(Your instructions):
Where does "index" occur in the listing? Copy every line that holds it.

(The input):
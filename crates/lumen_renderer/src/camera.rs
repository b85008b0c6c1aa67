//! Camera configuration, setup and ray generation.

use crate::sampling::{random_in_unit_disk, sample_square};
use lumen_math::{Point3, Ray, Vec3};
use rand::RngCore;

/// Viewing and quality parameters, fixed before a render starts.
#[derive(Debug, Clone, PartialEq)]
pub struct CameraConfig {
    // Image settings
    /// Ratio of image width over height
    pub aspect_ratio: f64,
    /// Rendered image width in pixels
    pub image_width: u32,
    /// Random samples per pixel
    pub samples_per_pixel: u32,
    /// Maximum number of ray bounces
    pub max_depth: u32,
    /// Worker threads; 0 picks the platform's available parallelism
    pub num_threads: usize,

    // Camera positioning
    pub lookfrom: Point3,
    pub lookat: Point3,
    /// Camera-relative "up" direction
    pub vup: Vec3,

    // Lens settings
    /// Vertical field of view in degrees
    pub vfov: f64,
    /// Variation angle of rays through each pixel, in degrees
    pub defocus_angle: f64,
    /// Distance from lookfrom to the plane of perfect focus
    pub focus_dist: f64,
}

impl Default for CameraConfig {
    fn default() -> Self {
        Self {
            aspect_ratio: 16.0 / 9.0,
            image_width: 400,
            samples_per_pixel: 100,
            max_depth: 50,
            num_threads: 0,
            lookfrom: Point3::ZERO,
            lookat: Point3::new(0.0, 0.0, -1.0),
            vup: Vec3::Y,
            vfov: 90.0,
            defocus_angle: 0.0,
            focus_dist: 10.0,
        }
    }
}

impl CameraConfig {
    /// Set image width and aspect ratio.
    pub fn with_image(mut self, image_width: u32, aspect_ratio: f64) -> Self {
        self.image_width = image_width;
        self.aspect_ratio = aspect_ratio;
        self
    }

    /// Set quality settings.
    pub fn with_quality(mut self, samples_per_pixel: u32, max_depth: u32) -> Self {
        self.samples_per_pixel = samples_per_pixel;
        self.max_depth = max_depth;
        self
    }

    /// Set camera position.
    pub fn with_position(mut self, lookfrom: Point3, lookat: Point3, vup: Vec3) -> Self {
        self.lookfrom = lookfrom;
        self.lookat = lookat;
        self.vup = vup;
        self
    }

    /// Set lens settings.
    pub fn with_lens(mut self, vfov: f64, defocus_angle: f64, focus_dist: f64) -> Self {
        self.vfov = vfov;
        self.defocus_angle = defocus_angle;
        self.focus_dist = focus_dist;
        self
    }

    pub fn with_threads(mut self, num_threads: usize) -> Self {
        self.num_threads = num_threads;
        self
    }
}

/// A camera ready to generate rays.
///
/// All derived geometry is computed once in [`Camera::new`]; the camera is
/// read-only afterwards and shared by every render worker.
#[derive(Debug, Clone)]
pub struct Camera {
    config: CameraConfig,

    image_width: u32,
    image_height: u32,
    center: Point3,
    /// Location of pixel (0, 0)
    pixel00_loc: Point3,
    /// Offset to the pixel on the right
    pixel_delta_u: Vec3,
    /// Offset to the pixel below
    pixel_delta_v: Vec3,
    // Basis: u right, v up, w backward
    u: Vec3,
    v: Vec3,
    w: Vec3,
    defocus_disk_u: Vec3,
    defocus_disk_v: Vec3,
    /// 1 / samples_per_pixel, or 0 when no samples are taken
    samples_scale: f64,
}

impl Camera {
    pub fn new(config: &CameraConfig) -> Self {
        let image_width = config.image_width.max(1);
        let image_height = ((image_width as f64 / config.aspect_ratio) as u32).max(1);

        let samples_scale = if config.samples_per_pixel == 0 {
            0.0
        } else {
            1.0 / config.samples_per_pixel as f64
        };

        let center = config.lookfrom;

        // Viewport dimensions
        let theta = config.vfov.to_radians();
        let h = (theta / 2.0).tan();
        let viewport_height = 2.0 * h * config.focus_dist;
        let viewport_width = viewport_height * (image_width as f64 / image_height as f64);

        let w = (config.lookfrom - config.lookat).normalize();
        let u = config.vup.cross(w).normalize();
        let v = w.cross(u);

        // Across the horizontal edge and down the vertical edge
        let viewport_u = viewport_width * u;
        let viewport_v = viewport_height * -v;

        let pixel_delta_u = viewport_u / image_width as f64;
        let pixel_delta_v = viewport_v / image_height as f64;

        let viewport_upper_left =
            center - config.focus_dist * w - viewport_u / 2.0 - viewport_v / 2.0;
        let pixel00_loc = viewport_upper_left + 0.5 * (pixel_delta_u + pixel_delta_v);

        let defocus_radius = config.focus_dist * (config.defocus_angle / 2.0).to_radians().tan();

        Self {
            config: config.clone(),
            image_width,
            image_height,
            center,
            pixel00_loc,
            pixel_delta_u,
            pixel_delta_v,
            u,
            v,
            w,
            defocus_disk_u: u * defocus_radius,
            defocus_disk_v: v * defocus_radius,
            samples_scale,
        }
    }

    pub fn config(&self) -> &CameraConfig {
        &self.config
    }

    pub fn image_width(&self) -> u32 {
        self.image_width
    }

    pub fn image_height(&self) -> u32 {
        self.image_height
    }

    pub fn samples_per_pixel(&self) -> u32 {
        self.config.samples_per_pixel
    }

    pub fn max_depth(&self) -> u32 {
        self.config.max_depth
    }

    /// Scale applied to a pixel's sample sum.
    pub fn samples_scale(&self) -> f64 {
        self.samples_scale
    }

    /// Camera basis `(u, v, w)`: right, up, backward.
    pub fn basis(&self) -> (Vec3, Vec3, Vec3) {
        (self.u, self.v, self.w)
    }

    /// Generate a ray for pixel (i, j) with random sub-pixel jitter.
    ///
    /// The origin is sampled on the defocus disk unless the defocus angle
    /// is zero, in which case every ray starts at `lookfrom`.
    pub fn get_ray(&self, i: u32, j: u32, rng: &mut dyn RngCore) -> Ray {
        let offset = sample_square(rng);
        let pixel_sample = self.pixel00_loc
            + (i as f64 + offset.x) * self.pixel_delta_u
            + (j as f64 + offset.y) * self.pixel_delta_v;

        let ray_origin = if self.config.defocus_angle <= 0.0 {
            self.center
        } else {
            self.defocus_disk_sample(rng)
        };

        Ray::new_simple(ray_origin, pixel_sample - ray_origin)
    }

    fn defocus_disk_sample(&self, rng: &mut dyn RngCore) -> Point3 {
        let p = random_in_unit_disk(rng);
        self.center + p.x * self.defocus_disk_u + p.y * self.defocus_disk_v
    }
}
---
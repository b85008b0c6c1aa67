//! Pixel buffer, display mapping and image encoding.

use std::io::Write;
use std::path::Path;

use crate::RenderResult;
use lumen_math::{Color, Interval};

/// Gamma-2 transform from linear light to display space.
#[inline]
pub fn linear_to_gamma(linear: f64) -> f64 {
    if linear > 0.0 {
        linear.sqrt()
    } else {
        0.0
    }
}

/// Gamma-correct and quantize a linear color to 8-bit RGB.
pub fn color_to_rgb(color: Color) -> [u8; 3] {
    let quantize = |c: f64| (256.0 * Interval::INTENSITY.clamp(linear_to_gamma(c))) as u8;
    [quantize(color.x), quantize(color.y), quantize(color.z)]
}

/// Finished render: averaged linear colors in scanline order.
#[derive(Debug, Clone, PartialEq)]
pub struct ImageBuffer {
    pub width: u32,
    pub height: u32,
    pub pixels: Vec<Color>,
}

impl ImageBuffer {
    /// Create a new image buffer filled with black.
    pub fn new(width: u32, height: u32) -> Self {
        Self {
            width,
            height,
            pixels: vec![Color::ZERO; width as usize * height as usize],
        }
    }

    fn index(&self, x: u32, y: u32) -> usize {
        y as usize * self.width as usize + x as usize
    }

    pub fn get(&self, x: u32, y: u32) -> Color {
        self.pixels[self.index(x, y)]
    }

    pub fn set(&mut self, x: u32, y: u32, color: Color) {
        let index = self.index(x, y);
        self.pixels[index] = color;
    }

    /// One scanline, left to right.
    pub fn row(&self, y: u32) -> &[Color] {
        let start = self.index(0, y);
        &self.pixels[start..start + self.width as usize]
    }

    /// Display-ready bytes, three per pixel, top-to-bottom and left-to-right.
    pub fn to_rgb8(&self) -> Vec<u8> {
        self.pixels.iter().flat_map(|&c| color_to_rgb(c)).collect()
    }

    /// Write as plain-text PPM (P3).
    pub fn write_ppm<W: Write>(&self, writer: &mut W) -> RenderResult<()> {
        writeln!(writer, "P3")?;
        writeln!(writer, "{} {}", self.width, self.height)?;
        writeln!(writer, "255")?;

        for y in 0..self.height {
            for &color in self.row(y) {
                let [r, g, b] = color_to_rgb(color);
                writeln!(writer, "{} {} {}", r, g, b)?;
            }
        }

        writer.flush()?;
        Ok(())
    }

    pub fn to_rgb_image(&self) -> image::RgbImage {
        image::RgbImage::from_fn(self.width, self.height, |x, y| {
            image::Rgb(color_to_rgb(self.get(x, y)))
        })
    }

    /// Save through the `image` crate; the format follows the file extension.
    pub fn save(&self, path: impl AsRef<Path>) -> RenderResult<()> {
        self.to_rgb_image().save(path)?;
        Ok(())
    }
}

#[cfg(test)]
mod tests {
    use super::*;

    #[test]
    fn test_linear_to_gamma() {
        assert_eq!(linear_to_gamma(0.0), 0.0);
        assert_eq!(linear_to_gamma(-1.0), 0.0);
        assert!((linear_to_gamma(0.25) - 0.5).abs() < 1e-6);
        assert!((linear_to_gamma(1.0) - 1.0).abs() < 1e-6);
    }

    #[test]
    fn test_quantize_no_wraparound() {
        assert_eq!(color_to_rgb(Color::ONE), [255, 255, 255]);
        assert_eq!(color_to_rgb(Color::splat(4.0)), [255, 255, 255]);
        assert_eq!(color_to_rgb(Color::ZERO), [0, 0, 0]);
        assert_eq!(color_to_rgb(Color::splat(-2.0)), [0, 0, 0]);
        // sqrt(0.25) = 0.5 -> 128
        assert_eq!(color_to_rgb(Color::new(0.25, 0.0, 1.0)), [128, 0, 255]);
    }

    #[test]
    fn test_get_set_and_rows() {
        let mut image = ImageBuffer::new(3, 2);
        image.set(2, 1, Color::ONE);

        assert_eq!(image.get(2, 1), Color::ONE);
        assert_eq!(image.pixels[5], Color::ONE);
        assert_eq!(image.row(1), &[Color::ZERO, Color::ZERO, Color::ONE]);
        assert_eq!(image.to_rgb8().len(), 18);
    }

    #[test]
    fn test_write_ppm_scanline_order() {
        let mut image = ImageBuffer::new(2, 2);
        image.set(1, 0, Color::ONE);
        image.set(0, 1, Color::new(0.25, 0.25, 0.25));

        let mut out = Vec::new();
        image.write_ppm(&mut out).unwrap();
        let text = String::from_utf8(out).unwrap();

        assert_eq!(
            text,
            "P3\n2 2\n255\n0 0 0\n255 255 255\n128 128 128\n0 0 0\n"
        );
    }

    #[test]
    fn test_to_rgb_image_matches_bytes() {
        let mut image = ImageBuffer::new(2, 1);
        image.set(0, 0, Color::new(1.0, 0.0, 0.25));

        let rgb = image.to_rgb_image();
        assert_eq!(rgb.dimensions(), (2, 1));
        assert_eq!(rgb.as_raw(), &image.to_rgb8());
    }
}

(Solution):
    fn index(&self, x: u32, y: u32) -> usize {
        self.pixels[self.index(x, y)]
        let index = self.index(x, y);
        self.pixels[index] = color;
        let start = self.index(0, y);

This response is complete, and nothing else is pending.